Records excerpted from a collection
- - -
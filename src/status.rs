//! Soundness state machine.
//!
//! A collateral asset is Sound until its peg comes into question, Iffy while
//! the question is open, and Defaulted once the question has stood
//! unanswered for the configured grace period. Brief oracle blips must not
//! trip a permanent default, and a sustained peg break must not be tolerated
//! indefinitely; the grace window bounds that trade-off. Default is
//! terminal: recovery requires replacing the instance, not refreshing it.

use crate::types::Timestamp;
use serde::{Deserialize, Serialize};
use std::fmt;

/// Ordered by severity: Sound < Iffy < Defaulted, so a portfolio's worst
/// status is a plain max.
#[derive(Debug, Clone, Copy, PartialEq, Eq, PartialOrd, Ord, Serialize, Deserialize)]
#[serde(rename_all = "snake_case")]
pub enum CollateralStatus {
    Sound,
    Iffy,
    Defaulted,
}

impl fmt::Display for CollateralStatus {
    fn fmt(&self, f: &mut fmt::Formatter<'_>) -> fmt::Result {
        match self {
            CollateralStatus::Sound => write!(f, "SOUND"),
            CollateralStatus::Iffy => write!(f, "IFFY"),
            CollateralStatus::Defaulted => write!(f, "DEFAULT"),
        }
    }
}

/// What one refresh cycle observed about the peg.
#[derive(Debug, Clone, Copy, PartialEq, Eq)]
pub enum PegObservation {
    /// Deviation under threshold and the appreciation promise intact.
    Healthy,
    /// Deviation over threshold, or the raw rate broke the exposed-rate
    /// promise.
    Breached,
    /// Price unknown this cycle (stale or failed feed) but still inside the
    /// price timeout window. Not evidence in either direction.
    Unknown,
    /// Price has been unknowable past the price timeout. The system cannot
    /// operate blind; this is itself a default condition.
    UnknownTooLong,
}

/// Mutable soundness state, owned by one engine instance and advanced only
/// during refresh. `iffy_since` is meaningful only while Iffy.
#[derive(Debug, Clone, Serialize, Deserialize)]
pub struct SoundnessState {
    status: CollateralStatus,
    iffy_since: Option<Timestamp>,
}

impl SoundnessState {
    pub fn new() -> Self {
        Self {
            status: CollateralStatus::Sound,
            iffy_since: None,
        }
    }

    pub fn status(&self) -> CollateralStatus {
        self.status
    }

    pub fn iffy_since(&self) -> Option<Timestamp> {
        self.iffy_since
    }

    /// Apply one refresh observation. Returns the (from, to) pair when a
    /// transition happened, for event emission. Calling twice with the same
    /// observation at the same instant is idempotent: the second call makes
    /// no further transition.
    pub fn apply(
        &mut self,
        observation: PegObservation,
        now: Timestamp,
        delay_until_default_secs: i64,
    ) -> Option<(CollateralStatus, CollateralStatus)> {
        if self.status == CollateralStatus::Defaulted {
            return None;
        }

        if observation == PegObservation::UnknownTooLong {
            return Some(self.force_default());
        }

        // grace deadline check comes before the recovery check: a condition
        // observed to clear at or after the deadline still defaults.
        if let Some(since) = self.iffy_since {
            if now.secs_since(since) >= delay_until_default_secs {
                return Some(self.force_default());
            }
        }

        match (self.status, observation) {
            (CollateralStatus::Sound, PegObservation::Breached) => {
                self.status = CollateralStatus::Iffy;
                self.iffy_since = Some(now);
                Some((CollateralStatus::Sound, CollateralStatus::Iffy))
            }
            (CollateralStatus::Iffy, PegObservation::Healthy) => {
                self.status = CollateralStatus::Sound;
                self.iffy_since = None;
                Some((CollateralStatus::Iffy, CollateralStatus::Sound))
            }
            // already iffy and still breached: the clock keeps running.
            // unknown observations move nothing.
            _ => None,
        }
    }

    fn force_default(&mut self) -> (CollateralStatus, CollateralStatus) {
        let from = self.status;
        self.status = CollateralStatus::Defaulted;
        self.iffy_since = None;
        (from, CollateralStatus::Defaulted)
    }
}

impl Default for SoundnessState {
    fn default() -> Self {
        Self::new()
    }
}

#[cfg(test)]
mod tests {
    use super::*;

    const DAY: i64 = 86_400;

    fn t(secs: i64) -> Timestamp {
        Timestamp::from_secs(secs)
    }

    #[test]
    fn starts_sound() {
        let state = SoundnessState::new();
        assert_eq!(state.status(), CollateralStatus::Sound);
        assert!(state.iffy_since().is_none());
    }

    #[test]
    fn breach_marks_iffy_and_records_entry_time() {
        let mut state = SoundnessState::new();
        let change = state.apply(PegObservation::Breached, t(0), DAY);
        assert_eq!(
            change,
            Some((CollateralStatus::Sound, CollateralStatus::Iffy))
        );
        assert_eq!(state.iffy_since(), Some(t(0)));
    }

    #[test]
    fn repeated_breach_keeps_original_entry_time() {
        let mut state = SoundnessState::new();
        state.apply(PegObservation::Breached, t(0), DAY);
        let change = state.apply(PegObservation::Breached, t(500), DAY);
        assert!(change.is_none());
        assert_eq!(state.iffy_since(), Some(t(0)));
    }

    #[test]
    fn recovery_inside_grace_window_returns_sound() {
        let mut state = SoundnessState::new();
        state.apply(PegObservation::Breached, t(0), DAY);
        let change = state.apply(PegObservation::Healthy, t(500), DAY);
        assert_eq!(
            change,
            Some((CollateralStatus::Iffy, CollateralStatus::Sound))
        );
        assert!(state.iffy_since().is_none());
    }

    #[test]
    fn breach_persisting_to_deadline_defaults() {
        let mut state = SoundnessState::new();
        state.apply(PegObservation::Breached, t(0), DAY);
        let change = state.apply(PegObservation::Breached, t(DAY), DAY);
        assert_eq!(
            change,
            Some((CollateralStatus::Iffy, CollateralStatus::Defaulted))
        );
    }

    #[test]
    fn recovery_observed_at_deadline_still_defaults() {
        let mut state = SoundnessState::new();
        state.apply(PegObservation::Breached, t(0), DAY);
        let change = state.apply(PegObservation::Healthy, t(DAY), DAY);
        assert_eq!(
            change,
            Some((CollateralStatus::Iffy, CollateralStatus::Defaulted))
        );
    }

    #[test]
    fn recovery_one_second_before_deadline_is_sound() {
        let mut state = SoundnessState::new();
        state.apply(PegObservation::Breached, t(0), DAY);
        let change = state.apply(PegObservation::Healthy, t(DAY - 1), DAY);
        assert_eq!(
            change,
            Some((CollateralStatus::Iffy, CollateralStatus::Sound))
        );
    }

    #[test]
    fn unknown_observation_moves_nothing() {
        let mut state = SoundnessState::new();
        assert!(state.apply(PegObservation::Unknown, t(10), DAY).is_none());
        assert_eq!(state.status(), CollateralStatus::Sound);

        state.apply(PegObservation::Breached, t(20), DAY);
        assert!(state.apply(PegObservation::Unknown, t(30), DAY).is_none());
        assert_eq!(state.status(), CollateralStatus::Iffy);
        assert_eq!(state.iffy_since(), Some(t(20)));
    }

    #[test]
    fn unknown_too_long_defaults_from_any_state() {
        let mut sound = SoundnessState::new();
        let change = sound.apply(PegObservation::UnknownTooLong, t(10), DAY);
        assert_eq!(
            change,
            Some((CollateralStatus::Sound, CollateralStatus::Defaulted))
        );

        let mut iffy = SoundnessState::new();
        iffy.apply(PegObservation::Breached, t(0), DAY);
        let change = iffy.apply(PegObservation::UnknownTooLong, t(10), DAY);
        assert_eq!(
            change,
            Some((CollateralStatus::Iffy, CollateralStatus::Defaulted))
        );
    }

    #[test]
    fn default_is_terminal() {
        let mut state = SoundnessState::new();
        state.apply(PegObservation::UnknownTooLong, t(0), DAY);
        assert_eq!(state.status(), CollateralStatus::Defaulted);

        for (obs, at) in [
            (PegObservation::Healthy, 10),
            (PegObservation::Breached, 20),
            (PegObservation::Unknown, 30),
            (PegObservation::UnknownTooLong, 40),
        ] {
            assert!(state.apply(obs, t(at), DAY).is_none());
            assert_eq!(state.status(), CollateralStatus::Defaulted);
        }
    }

    #[test]
    fn same_instant_reapply_is_idempotent() {
        let mut state = SoundnessState::new();
        let first = state.apply(PegObservation::Breached, t(100), DAY);
        let second = state.apply(PegObservation::Breached, t(100), DAY);
        assert!(first.is_some());
        assert!(second.is_none());
        assert_eq!(state.iffy_since(), Some(t(100)));
    }
}
/*!
 * # YAMAT - Yet Another Multi-Agent Translator
 *
 * A Rust library for glossary-aware text translation with large language models.
 *
 * ## Features
 *
 * - Translate text through four sequential stages (draft, refine, glossary check, finalize)
 * - Use various AI providers:
 *   - Ollama (local LLM)
 *   - OpenAI API
 *   - Anthropic API
 * - Enforce user terminology from xlsx/ods/csv/tsv glossaries
 * - Per-stage timing and a post-run glossary audit
 * - ISO 639-1 and ISO 639-2 language code support
 *
 * ## Architecture
 *
 * The library is organized in these main modules:
 * - `app_config`: Configuration management
 * - `translation`: The translation pipeline:
 *   - `translation::client`: Generation client abstraction
 *   - `translation::glossary`: Glossary model and loaders
 *   - `translation::pipeline`: Stages and orchestrator
 *   - `translation::prompts`: Prompt templates
 * - `file_utils`: File system operations
 * - `app_controller`: Main application controller
 * - `language_utils`: ISO language code utilities
 * - `providers`: Client implementations for various LLM providers:
 *   - `providers::ollama`: Ollama API client
 *   - `providers::openai`: OpenAI API client
 *   - `providers::anthropic`: Anthropic API client
 *   - `providers::mock`: Offline provider for tests and dry runs
 * - `errors`: Custom error types for the application
 *
 * ## License
 *
 * This project is licensed under the MIT License
 */

// Global lints configuration
// These lints will be allowed but not auto-fixed
#![allow(clippy::uninlined_format_args)]
#![allow(clippy::redundant_closure_for_method_calls)]

// Public modules
pub mod app_config;
pub mod file_utils;
pub mod translation;
pub mod app_controller;
pub mod language_utils;
pub mod providers;
pub mod errors;

// Re-export main types for easier usage
pub use app_config::Config;
pub use translation::{Glossary, TranslationPipeline, TranslationRequest};
pub use language_utils::{languages_match, normalize_to_part2t, get_language_name, resolve_language_name};
pub use errors::{AppError, ConfigError, GlossaryError, InputError, PipelineError, ProviderError};
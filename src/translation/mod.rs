/*!
 * Translation of free text through a four-stage generation pipeline.
 *
 * This module contains the core functionality for translating text with an
 * AI provider. It is split into several submodules:
 *
 * - `client`: The generation capability the pipeline depends on
 * - `glossary`: Terminology glossary and its file loaders
 * - `prompts`: Prompt templates for each stage
 * - `request`: Validated translation requests and language pairs
 * - `pipeline`: Stage functions and the orchestrator driving them
 */

// Re-export main types for easier usage
pub use self::client::{GenerationClient, ProviderClient};
pub use self::glossary::{Glossary, GlossaryAudit, GlossaryEntry, load_glossary, load_glossary_lenient};
pub use self::pipeline::{PipelineConfig, PipelineReport, PipelineState, Stage, TranslationPipeline};
pub use self::request::{LanguagePair, TranslationRequest};

// Re-export prompt types
pub use self::prompts::{PromptTemplate, StagePrompt};

// Submodules
pub mod client;
pub mod glossary;
pub mod pipeline;
pub mod prompts;
pub mod request;
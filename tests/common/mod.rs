/*!
 * Common test utilities for the yamat test suite
 */

use anyhow::Result;
use log::{Level, LevelFilter, Log, Metadata, Record};
use parking_lot::Mutex;
use std::fs;
use std::path::{Path, PathBuf};
use std::sync::{Arc, Once};
use tempfile::TempDir;

use yamat::app_config::{Config, TranslationProvider};
use yamat::providers::mock::MockProvider;
use yamat::translation::{Glossary, TranslationPipeline};

/// Source text used by the end-to-end scenarios
pub const SAMPLE_TEXT: &str = "Hello world! This is a test message.";

/// Creates a temporary directory for test files
pub fn create_temp_dir() -> Result<TempDir> {
    Ok(TempDir::new()?)
}

/// Creates a test file with the given content in the specified directory
pub fn create_test_file(dir: &Path, filename: &str, content: &str) -> Result<PathBuf> {
    let file_path = dir.join(filename);
    fs::write(&file_path, content)?;
    Ok(file_path)
}

/// Path of a checked-in fixture under `tests/fixtures`
pub fn fixture_path(name: &str) -> PathBuf {
    Path::new(env!("CARGO_MANIFEST_DIR")).join("tests").join("fixtures").join(name)
}

/// The two-entry glossary used throughout the scenarios
pub fn sample_glossary() -> Glossary {
    Glossary::from_rows([["Hello", "Hola"], ["world", "mundo"]])
}

/// Every record logged by the test binary, in order
static CAPTURED: Mutex<Vec<(Level, String)>> = parking_lot::const_mutex(Vec::new());

/// Records everything, prints what `RUST_LOG` lets through
struct CapturingLogger {
    inner: env_logger::Logger,
}

impl Log for CapturingLogger {
    fn enabled(&self, _metadata: &Metadata) -> bool {
        true
    }

    fn log(&self, record: &Record) {
        CAPTURED.lock().push((record.level(), record.args().to_string()));
        if self.inner.matches(record) {
            self.inner.log(record);
        }
    }

    fn flush(&self) {
        self.inner.flush();
    }
}

/// Route log output through the test harness
pub fn init_logger() {
    static INIT: Once = Once::new();
    INIT.call_once(|| {
        let inner = env_logger::Builder::from_default_env().is_test(true).build();
        if log::set_boxed_logger(Box::new(CapturingLogger { inner })).is_ok() {
            log::set_max_level(LevelFilter::Trace);
        }
    });
}

/// Messages logged at `level` so far, by any test in this binary
pub fn logged_at(level: Level) -> Vec<String> {
    CAPTURED
        .lock()
        .iter()
        .filter(|(l, _)| *l == level)
        .map(|(_, message)| message.clone())
        .collect()
}

/// English to Spanish pipeline backed by `client`
pub fn mock_pipeline(client: &MockProvider) -> TranslationPipeline {
    init_logger();
    TranslationPipeline::for_languages(Arc::new(client.clone()), "English", "Spanish")
}

/// Default config switched to `provider`
pub fn config_for(provider: TranslationProvider) -> Config {
    let mut config = Config::default();
    config.translation.provider = provider;
    config
}

/// Config pointing `provider` at a mock server
pub fn config_for_server(provider: TranslationProvider, base_url: &str) -> Config {
    let mut config = config_for(provider);
    let provider_config = config.translation.active_provider_config_mut();
    provider_config.endpoint = base_url.to_string();
    provider_config.api_key = "test-key".to_string();
    provider_config.timeout_secs = 5;
    config
}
- - -
# ASSIGNMENT
Would you please copy every line in the data that contains the word "directory"?

# PROBLEM SOLUTION
/// Creates a temporary directory for test files
/// Creates a test file with the given content in the specified directory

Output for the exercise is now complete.